The MSA formula is shown in Eq. (1), where $\text {head}_i$ refers to the i-th attention head out of a total of $N_h$ heads. The linear transformation matrix for mapping the concatenated inputs to the output space is denoted as $W^o\in {\mathbb {R}}^{h d_{v}\times d_{\text {model}}}$, where $d_{\text {model}}$ represents the dimension of input embedding. The query, key, and value vectors of the i-th head are represented by $Q W_i^Q$, $K W_i^K$ and $V W_i^V$ respectively, where $W_i^Q\in {\mathbb {R}}^{d_{\text {model}}\times d_q}$, $W_i^K\in {\mathbb {R}}^{d_{\text {model}}\times d_k}$, and $W_i^V\in {\mathbb {R}}^{d_{\text {model}}\times d_v}$ are the corresponding weight matrices, and $d_q$, $d_k$ and $d_v$ are dimensions of the query, key, and value vectors.

Relative position embedding

The traditional Transformers have relatively weak position relations within the input sequences^26,27,28. Therefore, it requires a position embedding to enhance its positional awareness when using a Transformer for modelling. The ViT model introduced a learnable absolute position embedding that adds a fixed vector to each position within the input sequence¹⁸. However, this method is unable to depict the relative relationships between positions accurately.

To enhance the location perception of the Transformer, TSCA-Net deploys relative positions embedding to generate the vector representations of each other dynamically²⁹. Specifically, the relative position information in TSCA-Net is represented by a two-dimensional matrix with dimensions equal to the length of the input sequence. During the attention computation, the position biases indexed via the relative position matrix are added to the attention scores. The enhanced MSA is represented by Equation (1), where the weight of the vector position is denoted by B.

$$\begin{aligned} \text {Attention}\left( Q,K,V\right) =\text {SoftMax}\left( QK^\text {T}/\sqrt{d}+B\right) V, \end{aligned}$$

(2)

Cross-entropy loss function

The cross-entropy function is a type of convex function that helps prevent the model from getting stuck in suboptimal solutions.

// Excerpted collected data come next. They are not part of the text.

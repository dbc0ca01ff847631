#![forbid(unsafe_code)]

mod codec;
mod message;

pub use codec::{FrameError, HEADER_LEN, LENGTH_LEN, MAX_FRAME_LEN, decode, encode};
pub use message::{Message, MessageKind, OPTION_EGRESS, OPTION_INGRESS};
use serde::{Deserialize, Serialize};

/// Opcodes of the body variants the decoder knows how to parse.
///
/// The game renumbers these on most patches, so they are configuration rather
/// than constants. TOML accepts hex literals, e.g. `init_zone = 0x0311`.
#[derive(Debug, Clone, Copy, Serialize, Deserialize, PartialEq, Eq)]
#[serde(default)]
pub struct Opcodes {
    pub init_zone: u16,
    pub casting: u16,
    pub control: u16,
    pub movement: u16,
    pub egress_movement: u16,
    pub egress_instance_movement: u16,
    pub chat: u16,
    pub egress_chat: u16,
}

impl Default for Opcodes {
    fn default() -> Self {
        Self {
            init_zone: 0x0311,
            casting: 0x01b6,
            control: 0x0245,
            movement: 0x00d5,
            egress_movement: 0x02d0,
            egress_instance_movement: 0x01a4,
            chat: 0x0065,
            egress_chat: 0x0066,
        }
    }
}
#![forbid(unsafe_code)]

use bytes::Bytes;
use std::fmt;

/// Option subchannel that enables delivery of received (ingress) traffic.
pub const OPTION_INGRESS: u32 = 1;
/// Option subchannel that enables delivery of sent (egress) traffic.
pub const OPTION_EGRESS: u32 = 2;

#[derive(Debug, Clone, Copy, PartialEq, Eq, Hash)]
pub enum MessageKind {
    Debug,
    Ping,
    Exit,
    Recv,
    Send,
    Option,
    Other(u8),
}

impl From<u8> for MessageKind {
    fn from(op: u8) -> Self {
        match op {
            0 => Self::Debug,
            1 => Self::Ping,
            2 => Self::Exit,
            3 => Self::Recv,
            4 => Self::Send,
            5 => Self::Option,
            other => Self::Other(other),
        }
    }
}

impl From<MessageKind> for u8 {
    fn from(kind: MessageKind) -> Self {
        match kind {
            MessageKind::Debug => 0,
            MessageKind::Ping => 1,
            MessageKind::Exit => 2,
            MessageKind::Recv => 3,
            MessageKind::Send => 4,
            MessageKind::Option => 5,
            MessageKind::Other(op) => op,
        }
    }
}

/// One unit exchanged with the agent. The wire length is derived on encode
/// and is not part of the value.
#[derive(Clone, PartialEq, Eq)]
pub struct Message {
    pub kind: MessageKind,
    pub subchannel: u32,
    pub data: Bytes,
}

impl Message {
    pub fn new(kind: MessageKind, subchannel: u32, data: impl Into<Bytes>) -> Self {
        Self {
            kind,
            subchannel,
            data: data.into(),
        }
    }

    pub fn ping() -> Self {
        Self::new(MessageKind::Ping, 0, Bytes::new())
    }

    pub fn exit() -> Self {
        Self::new(MessageKind::Exit, 0, Bytes::new())
    }

    /// Turns a single agent option on.
    pub fn enable_option(option: u32) -> Self {
        Self::new(MessageKind::Option, option, Bytes::from_static(&[1]))
    }

    pub fn wire_len(&self) -> usize {
        super::HEADER_LEN + self.data.len()
    }
}

impl fmt::Debug for Message {
    fn fmt(&self, f: &mut fmt::Formatter<'_>) -> fmt::Result {
        f.debug_struct("Message")
            .field("kind", &self.kind)
            .field("subchannel", &self.subchannel)
            .field("data_len", &self.data.len())
            .finish()
    }
}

During the backpropagation, the model parameters are updated continuously using gradient information from the loss function³⁰. The detailed formula is defined as Eq. (3), where $N_t$ represents the number of trials and $N_c$ represents the number of categories. $y_{m}^{n}$ and ${\hat{y}}_m^n$ refer to the ground-truth labels and the predicted labels for the mth trial, respectively.

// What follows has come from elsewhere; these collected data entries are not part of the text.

#![forbid(unsafe_code)]

use crate::platform::{RawChannel, RemoteProcessProvider};
use crate::wire::{self, Message};
use bytes::BytesMut;
use std::io::ErrorKind;
use std::sync::Arc;
use std::sync::atomic::{AtomicBool, Ordering};
use tracing::debug;

/// Whether `err` is the end-of-stream signal produced by [`ChannelConnection`].
pub fn is_end_of_stream(err: &std::io::Error) -> bool {
    err.kind() == ErrorKind::UnexpectedEof
}

fn end_of_stream() -> std::io::Error {
    std::io::Error::new(ErrorKind::UnexpectedEof, "channel closed by remote")
}

/// A channel to one injected agent.
///
/// Every way the remote side can go away surfaces as a single end-of-stream
/// error (see [`is_end_of_stream`]). Closing is idempotent.
pub struct ChannelConnection {
    inner: Box<dyn RawChannel>,
    remote: Arc<dyn RemoteProcessProvider>,
    is_owner: bool,
    closed: AtomicBool,
}

impl ChannelConnection {
    /// `is_owner` marks a connection to an agent this process injected. An
    /// owner tells the agent to unload before closing.
    pub fn new(
        inner: Box<dyn RawChannel>,
        remote: Arc<dyn RemoteProcessProvider>,
        is_owner: bool,
    ) -> Self {
        Self {
            inner,
            remote,
            is_owner,
            closed: AtomicBool::new(false),
        }
    }

    pub fn is_owner(&self) -> bool {
        self.is_owner
    }

    pub fn is_closed(&self) -> bool {
        self.closed.load(Ordering::Acquire)
    }

    pub async fn read(&self, buf: &mut BytesMut) -> std::io::Result<usize> {
        match self.inner.read(buf).await {
            Ok(0) => Err(end_of_stream()),
            Ok(n) => Ok(n),
            Err(err) => Err(self.normalize(err)),
        }
    }

    pub async fn write(&self, data: &[u8]) -> std::io::Result<usize> {
        self.inner.write(data).await.map_err(|err| self.normalize(err))
    }

    /// Close the channel. Only the first call reaches the underlying channel;
    /// later or concurrent calls return `Ok(())` immediately.
    pub async fn close(&self) -> std::io::Result<()> {
        if self.closed.swap(true, Ordering::AcqRel) {
            return Ok(());
        }
        if self.is_owner {
            // The agent unloads itself once its owner says goodbye.
            match wire::encode(&Message::exit()) {
                Ok(frame) => {
                    if let Err(err) = self.inner.write(&frame).await {
                        debug!(?err, "failed to send exit before closing");
                    }
                }
                Err(err) => debug!(%err, "failed to encode exit"),
            }
        }
        self.inner.close().await
    }

    fn normalize(&self, err: std::io::Error) -> std::io::Error {
        if self.remote.is_remote_closed(&err) {
            end_of_stream()
        } else {
            err
        }
    }
}

impl std::fmt::Debug for ChannelConnection {
    fn fmt(&self, f: &mut std::fmt::Formatter<'_>) -> std::fmt::Result {
        f.debug_struct("ChannelConnection")
            .field("is_owner", &self.is_owner)
            .field("closed", &self.is_closed())
            .finish()
    }
}

#[cfg(test)]
pub(crate) mod tests {
    use super::*;
    use crate::platform::InjectError;
    use async_trait::async_trait;
    use std::path::Path;
    use std::sync::Mutex;
    use std::sync::atomic::AtomicU32;
    use std::time::Duration;

    /// Treats `BrokenPipe` as the remote going away.
    pub(crate) struct PipeSemantics;

    #[async_trait]
    impl RemoteProcessProvider for PipeSemantics {
        async fn inject_payload(&self, _pid: u32, _path: &Path) -> Result<(), InjectError> {
            Ok(())
        }

        async fn open_channel(
            &self,
            _name: &str,
            _timeout: Duration,
        ) -> std::io::Result<Box<dyn RawChannel>> {
            Err(ErrorKind::NotFound.into())
        }

        fn is_remote_closed(&self, err: &std::io::Error) -> bool {
            err.kind() == ErrorKind::BrokenPipe
        }
    }

    #[derive(Default)]
    struct ScriptedChannel {
        reads: Mutex<Vec<std::io::Result<Vec<u8>>>>,
        writes: Mutex<Vec<Vec<u8>>>,
        write_error: Option<ErrorKind>,
        closes: AtomicU32,
    }

    #[async_trait]
    impl RawChannel for Arc<ScriptedChannel> {
        async fn read(&self, buf: &mut BytesMut) -> std::io::Result<usize> {
            let next = self.reads.lock().unwrap().pop();
            match next {
                Some(Ok(bytes)) => {
                    buf.extend_from_slice(&bytes);
                    Ok(bytes.len())
                }
                Some(Err(err)) => Err(err),
                None => Ok(0),
            }
        }

        async fn write(&self, data: &[u8]) -> std::io::Result<usize> {
            if let Some(kind) = self.write_error {
                return Err(kind.into());
            }
            self.writes.lock().unwrap().push(data.to_vec());
            Ok(data.len())
        }

        async fn close(&self) -> std::io::Result<()> {
            self.closes.fetch_add(1, Ordering::SeqCst);
            Ok(())
        }
    }

    fn connection(channel: &Arc<ScriptedChannel>, is_owner: bool) -> ChannelConnection {
        ChannelConnection::new(Box::new(channel.clone()), Arc::new(PipeSemantics), is_owner)
    }

    #[tokio::test]
    async fn close_reaches_the_channel_once() {
        let channel = Arc::new(ScriptedChannel::default());
        let conn = connection(&channel, false);

        for _ in 0..3 {
            conn.close().await.unwrap();
        }
        assert_eq!(channel.closes.load(Ordering::SeqCst), 1);
        assert!(conn.is_closed());
        assert!(channel.writes.lock().unwrap().is_empty());
    }

    #[tokio::test]
    async fn concurrent_close_reaches_the_channel_once() {
        let channel = Arc::new(ScriptedChannel::default());
        let conn = Arc::new(connection(&channel, false));

        let tasks: Vec<_> = (0..8)
            .map(|_| {
                let conn = conn.clone();
                tokio::spawn(async move { conn.close().await })
            })
            .collect();
        for task in tasks {
            task.await.unwrap().unwrap();
        }
        assert_eq!(channel.closes.load(Ordering::SeqCst), 1);
    }

    #[tokio::test]
    async fn owner_sends_exit_before_closing() {
        let channel = Arc::new(ScriptedChannel::default());
        let conn = connection(&channel, true);

        conn.close().await.unwrap();
        conn.close().await.unwrap();
        let writes = channel.writes.lock().unwrap();
        assert_eq!(writes.len(), 1);
        assert_eq!(writes[0], vec![9, 0, 0, 0, 2, 0, 0, 0, 0]);
    }

    #[tokio::test]
    async fn remote_closed_errors_become_end_of_stream() {
        let channel = Arc::new(ScriptedChannel {
            reads: Mutex::new(vec![
                Err(ErrorKind::BrokenPipe.into()),
                Err(ErrorKind::InvalidData.into()),
            ]),
            write_error: Some(ErrorKind::BrokenPipe),
            ..Default::default()
        });
        let conn = connection(&channel, false);
        let mut buf = BytesMut::new();

        let err = conn.read(&mut buf).await.unwrap_err();
        assert_eq!(err.kind(), ErrorKind::InvalidData);
        assert!(!is_end_of_stream(&err));

        let err = conn.read(&mut buf).await.unwrap_err();
        assert!(is_end_of_stream(&err));

        let err = conn.write(b"data").await.unwrap_err();
        assert!(is_end_of_stream(&err));
    }

    #[tokio::test]
    async fn zero_length_read_is_end_of_stream() {
        let channel = Arc::new(ScriptedChannel::default());
        let conn = connection(&channel, false);
        let mut buf = BytesMut::new();

        let err = conn.read(&mut buf).await.unwrap_err();
        assert!(is_end_of_stream(&err));
    }
}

$$\begin{aligned} {\mathscr {L}}=-\frac{1}{N_t} \sum _{n=1}^{N_c} \sum _{m=1}^{N_t} y_{m}^{n} \log \left( {{\hat{y}}_m^n}\right) , \end{aligned}$$

(3)

Experiments

Data acquisition and preprocessing

To evaluate the effectiveness of our proposed model, we conducted experiments on the Imagery Handwritten Character dataset¹⁴. The dataset records the neural activity of one participant from two microelectrode arrays placed in the hand area of the precentral gyrus over 10 days. The participant had a high-level spinal cord injury and was paralyzed from the neck down, with hand movements limited to twitching and micromotion. He was instructed to imagine holding a pen and writing letters and symbols by hand on ruled paper, as if not paralyzed.

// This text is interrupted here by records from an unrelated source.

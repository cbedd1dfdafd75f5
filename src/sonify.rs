//! Maps filtered buildings onto sound: taller buildings sound higher and
//! longer, and the usage tag picks the instrument. The output is a flat,
//! time-ordered list of trigger instructions; nothing here makes any noise.

use crate::filter::FilteredBuilding;
use serde::{Deserialize, Serialize};
use std::fmt;

/// Which instrument voice plays a building.
#[derive(Debug, Clone, Copy, PartialEq, Eq, Hash)]
pub enum Timbre {
    /// Plain tone, for anything we cannot classify
    Default,
    /// Short struck sound, for industrial buildings
    Percussive,
    /// Plain synthesizer, for offices and shops
    Synth,
    /// Frequency-modulated voice, for homes
    Fm,
}

impl Timbre {
    /// Classifies a usage tag. Matching is case-insensitive and looks for the
    /// marker anywhere in the tag; unknown or missing tags are [`Timbre::Default`].
    pub fn classify(usage: Option<&str>) -> Self {
        let Some(usage) = usage else {
            return Timbre::Default;
        };
        let usage = usage.to_lowercase();
        let has = |markers: &[&str]| markers.iter().any(|m| usage.contains(m));

        if has(&["industrial", "factory", "warehouse"]) {
            Timbre::Percussive
        } else if has(&["office", "commercial", "retail"]) {
            Timbre::Synth
        } else if has(&["residential", "house", "apartments"]) {
            Timbre::Fm
        } else {
            Timbre::Default
        }
    }

    /// Discrete timbres play a fixed short note instead of one scaled by
    /// height.
    pub fn is_discrete(&self) -> bool {
        matches!(self, Timbre::Percussive)
    }
}

impl fmt::Display for Timbre {
    fn fmt(&self, f: &mut fmt::Formatter<'_>) -> fmt::Result {
        let name = match self {
            Timbre::Default => "default",
            Timbre::Percussive => "percussive",
            Timbre::Synth => "synth",
            Timbre::Fm => "fm",
        };
        f.pad(name)
    }
}

/// One note to play, `offset_ms` after the run starts.
#[derive(Debug, Clone, PartialEq)]
pub struct SonificationEvent {
    /// Which building this note stands for
    pub building_id: String,
    /// Frequency of the note
    pub pitch_hz: f64,
    /// How long the note lasts
    pub duration_sec: f64,
    /// Which voice plays it
    pub timbre: Timbre,
    /// When to fire it, relative to the start of the run
    pub offset_ms: u64,
}

/// The knobs of the height-to-sound mapping.
#[derive(Debug, Clone, Copy, PartialEq, Deserialize, Serialize)]
#[serde(default)]
pub struct SonificationParams {
    /// Pitch of a zero-height building
    pub base_pitch_hz: f64,
    /// Hertz added per meter of height
    pub height_to_pitch_scale: f64,
    /// Duration of a zero-height building
    pub base_duration_sec: f64,
    /// Meters of height per extra second of duration
    pub duration_height_divisor: f64,
    /// Duration used for discrete timbres
    pub discrete_duration_sec: f64,
    /// Silence between consecutive buildings
    pub inter_event_gap_ms: u64,
    /// Play a major triad per building instead of a single tone
    pub chord: bool,
    /// Delay between the voices of a chord
    pub strum_offset_ms: u64,
}

impl Default for SonificationParams {
    fn default() -> Self {
        Self {
            base_pitch_hz: 100.0,
            height_to_pitch_scale: 2.0,
            base_duration_sec: 1.0,
            duration_height_divisor: 100.0,
            discrete_duration_sec: 0.25,
            inter_event_gap_ms: 100,
            chord: false,
            strum_offset_ms: 100,
        }
    }
}

/// Semitone steps of the major triad played in chord mode.
const TRIAD_SEMITONES: [f64; 3] = [0.0, 4.0, 7.0];

/// Longest note any building gets, however tall it is.
pub const MAX_NOTE_SEC: f64 = 60.0;

impl SonificationParams {
    /// Pitch for a building of `height_m` meters.
    pub fn pitch_hz(&self, height_m: f64) -> f64 {
        self.base_pitch_hz + height_m * self.height_to_pitch_scale
    }

    /// Duration for a building of `height_m` meters played by `timbre`,
    /// kept within `0..=MAX_NOTE_SEC`. A degenerate result (such as a zero
    /// divisor on a zero-height building) plays for zero seconds.
    pub fn duration_sec(&self, height_m: f64, timbre: Timbre) -> f64 {
        let raw = if timbre.is_discrete() {
            self.discrete_duration_sec
        } else {
            self.base_duration_sec + height_m / self.duration_height_divisor
        };
        if raw.is_nan() {
            0.0
        } else {
            raw.clamp(0.0, MAX_NOTE_SEC)
        }
    }

    /// Lays `filtered` out on a single timeline, in order. Buildings without
    /// a height are skipped. Each building starts once the previous one has
    /// finished (plus its strum spread in chord mode) and the gap has passed.
    pub fn events_for(&self, filtered: &[FilteredBuilding]) -> Vec<SonificationEvent> {
        let voices: &[f64] = if self.chord { &TRIAD_SEMITONES } else { &TRIAD_SEMITONES[..1] };
        let strum_spread_ms = self.strum_offset_ms.saturating_mul(voices.len() as u64 - 1);

        let mut cursor_ms: u64 = 0;
        let mut events = Vec::new();
        for item in filtered {
            let Some(height_m) = item.building.height_m else {
                continue;
            };

            let timbre = Timbre::classify(item.building.usage.as_deref());
            let pitch_hz = self.pitch_hz(height_m);
            let duration_sec = self.duration_sec(height_m, timbre);

            for (voice, semitones) in voices.iter().enumerate() {
                events.push(SonificationEvent {
                    building_id: item.building.id.clone(),
                    pitch_hz: pitch_hz * 2f64.powf(semitones / 12.0),
                    duration_sec,
                    timbre,
                    offset_ms: cursor_ms.saturating_add(self.strum_offset_ms.saturating_mul(voice as u64)),
                });
            }

            cursor_ms = cursor_ms
                .saturating_add(duration_ms(duration_sec))
                .saturating_add(strum_spread_ms)
                .saturating_add(self.inter_event_gap_ms);
        }

        events
    }
}

/// Whole milliseconds, rounded up so a note never runs past the next one.
fn duration_ms(duration_sec: f64) -> u64 {
    (duration_sec * 1000.0).ceil() as u64
}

The raw handwriting-imagination dataset comprises 26 English letters and five special characters (commas, apostrophes, question marks, periods, and spaces). These special characters serve as pauses or cues during the imagination handwriting. After a time-warping step was applied, as described in the literature¹⁴, the five special characters were removed from the dataset. Subsequently, by merging the data collected over ten days, we obtained a collection of 3,172 trials of spiking activities, encompassing 26 English lowercase letters. Each trial sample was represented as a two-dimensional matrix with 201 time steps and 192 electrodes. In our experiments, we aimed to train the model to classify 26 lowercase letters.

Implementation details of the TSCA-Net

To explain the TSCA-Net employed in the experiments, we presented detailed information about its key modules: TF, SF, TSCross, and Classifier. Specific implementations and parameters are listed in Table 1.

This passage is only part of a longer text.